Viral, Bacterial Billboard Promotes Contagion

The promoters in charge of the Canadian release of Contagion (the movie) designed billboards that reveal the movie’s title over time — as fungus and bacteria grow in various moldy colors. Awesome. From Adverblog.

The Shelf-Life of a Tweet

This chart comes from the Bitly Blog, in a post on the half-life of a link posted to Twitter or Facebook. Half-life, in this case, means the point at which a shared link has received half of the clicks it will ever receive. The half-life of a link on Twitter is 2.8 hours, and for one shared on Facebook it’s 3.2 hours.

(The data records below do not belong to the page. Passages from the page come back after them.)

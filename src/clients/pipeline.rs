//! The request pipeline behind [`GraphqlClient`](crate::GraphqlClient).
//!
//! One logical call moves through a fixed set of stages:
//!
//! 1. **Rate check**: the operation's bucket must admit the caller's key
//! 2. **Context build**: fresh request id and current access token
//! 3. **Transport**: one attempt, bounded by the request timeout
//! 4. **Classify**: a failed attempt becomes a [`ClassifiedError`]
//! 5. **Decide**: retry after a delay, or stop; an expired session clears
//!    stored credentials before the error is returned
//!
//! Stages 2 to 5 repeat per attempt. Dropping the future returned by
//! [`RequestPipeline::execute`] stops the call at whichever await it is
//! parked on.

use std::sync::Arc;
use std::time::Duration;

use tokio::sync::broadcast;
use tracing::{debug, warn};

use crate::auth::{CredentialStore, SessionEvent, TokenKind};
use crate::clients::{
    classify, ClassifiedError, ClientError, Operation, RateLimitedError, RateLimiters,
    RequestContext, RequestIdGenerator, RetryPolicy, RetryState, Transport, TransportFailure,
    TransportRequest,
};
use crate::config::ClientConfig;

/// Rate limit key used when neither the operation nor the store names a user.
pub const ANONYMOUS_KEY: &str = "anonymous";

const EVENT_CAPACITY: usize = 16;

/// Orchestrates rate limiting, header injection, retries and credential
/// invalidation for one client.
///
/// # Thread Safety
///
/// `RequestPipeline` is `Send + Sync`. Calls run concurrently; the only
/// shared state is the limiter buckets and the credential store, both
/// internally synchronized.
#[derive(Debug)]
pub struct RequestPipeline {
    store: CredentialStore,
    transport: Arc<dyn Transport>,
    limiters: RateLimiters,
    retry_policy: RetryPolicy,
    request_ids: RequestIdGenerator,
    platform: String,
    app_version: String,
    request_timeout: Duration,
    events: broadcast::Sender<SessionEvent>,
}

// Verify RequestPipeline is Send + Sync at compile time
const _: fn() = || {
    const fn assert_send_sync<T: Send + Sync>() {}
    assert_send_sync::<RequestPipeline>();
};

impl RequestPipeline {
    /// Creates a pipeline from configuration, a credential store and a
    /// transport.
    #[must_use]
    pub fn new(config: &ClientConfig, store: CredentialStore, transport: Arc<dyn Transport>) -> Self {
        let (events, _) = broadcast::channel(EVENT_CAPACITY);
        Self {
            store,
            transport,
            limiters: RateLimiters::new(config.general_rate_limit(), config.auth_rate_limit()),
            retry_policy: config.retry_policy().clone(),
            request_ids: RequestIdGenerator,
            platform: config.platform().to_string(),
            app_version: config.app_version().to_string(),
            request_timeout: config.request_timeout(),
            events,
        }
    }

    /// Returns the credential store.
    #[must_use]
    pub const fn store(&self) -> &CredentialStore {
        &self.store
    }

    /// Returns the rate limiters.
    #[must_use]
    pub const fn limiters(&self) -> &RateLimiters {
        &self.limiters
    }

    /// Subscribes to session events.
    #[must_use]
    pub fn subscribe(&self) -> broadcast::Receiver<SessionEvent> {
        self.events.subscribe()
    }

    pub(crate) fn notify(&self, event: SessionEvent) {
        debug!(?event, "Session event");
        // No subscribers is fine
        let _ = self.events.send(event);
    }

    /// Runs one logical call and returns the response's `data` object.
    ///
    /// # Errors
    ///
    /// Returns [`ClientError::InvalidOperation`] for an operation that fails
    /// [`Operation::verify`] and [`ClientError::RateLimited`] when the bucket
    /// is exhausted, both without touching the network or the limiter
    /// window. Every other failure is [`ClientError::Classified`].
    pub async fn execute(&self, operation: &Operation) -> Result<serde_json::Value, ClientError> {
        operation.verify()?;
        self.rate_check(operation).await?;

        let mut state = RetryState::new(&operation.name);
        loop {
            let context = self.build_context().await;
            let request_id = context.request_id.clone();
            debug!(
                operation = %operation.name,
                request_id = %request_id,
                attempt = state.attempt,
                "Sending request"
            );

            let failure = match self.send(operation, &context).await {
                Ok(data) => return Ok(data),
                Err(failure) => failure,
            };

            let error = classify(&failure, &operation.name);
            match self.decide(&error, &state, &request_id).await {
                Some(delay) => {
                    tokio::time::sleep(delay).await;
                    state.advance(delay);
                }
                None => return Err(error.into()),
            }
        }
    }

    async fn rate_check(&self, operation: &Operation) -> Result<(), RateLimitedError> {
        let key = match &operation.rate_limit_key {
            Some(key) => key.clone(),
            None => self
                .store
                .user_id()
                .await
                .unwrap_or_else(|| ANONYMOUS_KEY.to_string()),
        };

        let limiter = self.limiters.for_kind(operation.kind);
        if limiter.is_allowed(&key) {
            return Ok(());
        }

        let retry_after = limiter.retry_after(&key).unwrap_or_default();
        warn!(
            operation = %operation.name,
            bucket = operation.kind.bucket_name(),
            retry_after_ms = u64::try_from(retry_after.as_millis()).unwrap_or(u64::MAX),
            "Request refused by rate limiter"
        );
        Err(RateLimitedError {
            bucket: operation.kind.bucket_name(),
            key,
            retry_after,
        })
    }

    async fn build_context(&self) -> RequestContext {
        let token = self.store.get(TokenKind::Access).await;
        RequestContext::new(
            self.request_ids.generate(),
            &self.platform,
            &self.app_version,
            token.as_deref(),
        )
    }

    async fn send(
        &self,
        operation: &Operation,
        context: &RequestContext,
    ) -> Result<serde_json::Value, TransportFailure> {
        let request = TransportRequest {
            operation_name: operation.name.clone(),
            body: operation.to_body(),
            headers: context.to_headers(),
        };

        tokio::time::timeout(self.request_timeout, self.transport.send(request))
            .await
            .unwrap_or_else(|_| {
                Err(TransportFailure::Timeout {
                    after: self.request_timeout,
                })
            })
    }

    /// Returns the delay before the next attempt, or `None` to stop.
    async fn decide(
        &self,
        error: &ClassifiedError,
        state: &RetryState,
        request_id: &str,
    ) -> Option<Duration> {
        let decision = self.retry_policy.should_retry(error, state.attempt);

        if decision.invalidate_credentials {
            warn!(
                operation = %error.operation,
                request_id,
                "Session expired, clearing stored credentials"
            );
            self.store.clear_all().await;
            self.notify(SessionEvent::Expired {
                operation: error.operation.clone(),
            });
            return None;
        }

        if decision.retry {
            debug!(
                operation = %error.operation,
                request_id,
                attempt = state.attempt,
                kind = %error.kind,
                delay_ms = u64::try_from(decision.delay.as_millis()).unwrap_or(u64::MAX),
                "Retrying after failure"
            );
            return Some(decision.delay);
        }

        if error.retryable {
            warn!(
                operation = %error.operation,
                request_id,
                attempts = state.attempt + 1,
                kind = %error.kind,
                "Giving up after retries"
            );
        } else {
            debug!(
                operation = %error.operation,
                request_id,
                kind = %error.kind,
                "Request failed"
            );
        }
        None
    }
}

#[cfg(test)]
mod tests {
    use super::*;
    use crate::clients::{ErrorKind, OperationKind, RateLimitConfig};
    use crate::config::{AppVersion, Endpoint};
    use async_trait::async_trait;
    use serde_json::json;
    use std::collections::VecDeque;
    use std::sync::Mutex;

    #[derive(Debug, Default)]
    struct Scripted {
        outcomes: Mutex<VecDeque<Result<serde_json::Value, TransportFailure>>>,
        calls: Mutex<u32>,
    }

    impl Scripted {
        fn new(outcomes: Vec<Result<serde_json::Value, TransportFailure>>) -> Arc<Self> {
            Arc::new(Self {
                outcomes: Mutex::new(outcomes.into()),
                calls: Mutex::new(0),
            })
        }

        fn calls(&self) -> u32 {
            *self.calls.lock().unwrap()
        }
    }

    #[async_trait]
    impl Transport for Scripted {
        async fn send(&self, _request: TransportRequest) -> Result<serde_json::Value, TransportFailure> {
            *self.calls.lock().unwrap() += 1;
            self.outcomes
                .lock()
                .unwrap()
                .pop_front()
                .unwrap_or_else(|| Ok(json!({})))
        }
    }

    fn config() -> ClientConfig {
        ClientConfig::builder()
            .endpoint(Endpoint::new("https://api.example.com/graphql").unwrap())
            .app_version(AppVersion::new("1.0.0").unwrap())
            .auth_rate_limit(RateLimitConfig::new(1, Duration::from_secs(60)))
            .build()
            .unwrap()
    }

    fn op() -> Operation {
        Operation::builder("GetCart", "query GetCart { cart { id } }")
            .build()
            .unwrap()
    }

    fn reset() -> TransportFailure {
        TransportFailure::Connect {
            message: "connection reset".to_string(),
        }
    }

    #[tokio::test(start_paused = true)]
    async fn test_network_failures_are_retried_until_success() {
        let transport = Scripted::new(vec![Err(reset()), Ok(json!({"cart": {"id": "c1"}}))]);
        let pipeline = RequestPipeline::new(&config(), CredentialStore::in_memory(), transport.clone());

        let data = pipeline.execute(&op()).await.unwrap();

        assert_eq!(data, json!({"cart": {"id": "c1"}}));
        assert_eq!(transport.calls(), 2);
    }

    #[tokio::test(start_paused = true)]
    async fn test_network_failures_stop_after_max_attempts() {
        let transport = Scripted::new(vec![Err(reset()), Err(reset()), Err(reset()), Err(reset())]);
        let pipeline = RequestPipeline::new(&config(), CredentialStore::in_memory(), transport.clone());

        let err = pipeline.execute(&op()).await.unwrap_err();

        assert_eq!(err.kind(), Some(ErrorKind::Network));
        assert_eq!(transport.calls(), 3);
    }

    #[tokio::test(start_paused = true)]
    async fn test_timeout_is_classified_as_network() {
        #[derive(Debug)]
        struct Hanging;

        #[async_trait]
        impl Transport for Hanging {
            async fn send(&self, _request: TransportRequest) -> Result<serde_json::Value, TransportFailure> {
                std::future::pending().await
            }
        }

        let pipeline = RequestPipeline::new(
            &config(),
            CredentialStore::in_memory(),
            Arc::new(Hanging),
        );

        let err = pipeline.execute(&op()).await.unwrap_err();
        assert_eq!(err.kind(), Some(ErrorKind::Network));
    }

    #[tokio::test(start_paused = true)]
    async fn test_auth_bucket_refuses_without_transport_call() {
        let transport = Scripted::new(vec![]);
        let pipeline = RequestPipeline::new(&config(), CredentialStore::in_memory(), transport.clone());
        let sign_in = Operation::builder("SignIn", "mutation SignIn { signIn { accessToken } }")
            .kind(OperationKind::Auth)
            .rate_limit_key("user@example.com")
            .build()
            .unwrap();

        pipeline.execute(&sign_in).await.unwrap();
        let err = pipeline.execute(&sign_in).await.unwrap_err();

        assert!(err.is_rate_limited());
        assert_eq!(transport.calls(), 1);
    }

    #[tokio::test]
    async fn test_invalid_operation_is_rejected_before_rate_check() {
        let transport = Scripted::new(vec![]);
        let pipeline = RequestPipeline::new(&config(), CredentialStore::in_memory(), transport.clone());
        let mut blank = op();
        blank.query = "   ".to_string();

        let err = pipeline.execute(&blank).await.unwrap_err();

        assert!(matches!(
            err,
            ClientError::InvalidOperation(crate::clients::InvalidOperationError::EmptyQuery { .. })
        ));
        assert_eq!(err.kind(), None);
        assert_eq!(transport.calls(), 0);
        assert_eq!(pipeline.limiters().general().remaining(ANONYMOUS_KEY), 100);
    }

    #[tokio::test]
    async fn test_rate_key_falls_back_to_user_then_anonymous() {
        let store = CredentialStore::in_memory();
        let pipeline = RequestPipeline::new(&config(), store.clone(), Scripted::new(vec![]));

        pipeline.execute(&op()).await.unwrap();
        assert_eq!(pipeline.limiters().general().remaining(ANONYMOUS_KEY), 99);

        store.set_user_id("u-7").await.unwrap();
        pipeline.execute(&op()).await.unwrap();
        assert_eq!(pipeline.limiters().general().remaining("u-7"), 99);
        assert_eq!(pipeline.limiters().general().remaining(ANONYMOUS_KEY), 99);
    }
}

These numbers make sense, right? If you’re following a few hundred accounts, by the time you look at Twitter, Tweetdeck or HootSuite, Tweets published more than a few hours ago (or a few minutes ago, if you follow especially chatty types) have been pushed to that cobwebby, unvisited place on the Internet called Page 2. As Search Engine Land’s Danny Sullivan puts it:

On our @sengineland Twitter account, we tweet a story as soon as it’s posted. However, many of our Twitter followers might easily miss this, if they’re not online, busy and so on. That’s why we schedule a “second chance” tweet for most major stories to go out a few hours after they originally get tweeted.

An interesting data point from Bitly’s report, though, is that the half-life isn’t a whole lot longer when you share a link with a friend directly, via email or instant message. In that case it’s 3.4 hours. That’s 21% longer than the half-life of a Tweet, but in real numbers it says we’ve lost interest in a link sent directly from a friend only 36 minutes more slowly than a linked pushed out to everyone in Twitter. So maybe the shortness of link half-lives isn’t caused by social-media dynamics — we follow too many accounts, our friends blab too much, and thus we approach social newsfeeds in skim mode. Maybe it’s a broader internet thing: Whether you see a link in Facebook, or your mom sends you one by email, if it arrived to you before lunch, it’s old news by mid afternoon and not worth your time.

That’s good news for Twitter’s evolving ad strategy, which will make it easier for brands to achieve reach and (more importantly) frequency with their Promoted Tweets, but bad news for thoughtful publishers who expect you to wait until tomorrow morning for the analysis.

The Mean Men of Coffee Advertising

Shaun Clayton created this montage of TV-commercial husbands being jerks to their wives for serving bad coffee — or, more likely, serving coffee from a brand that didn’t pay for the commercial in which they star (via Boing Boing).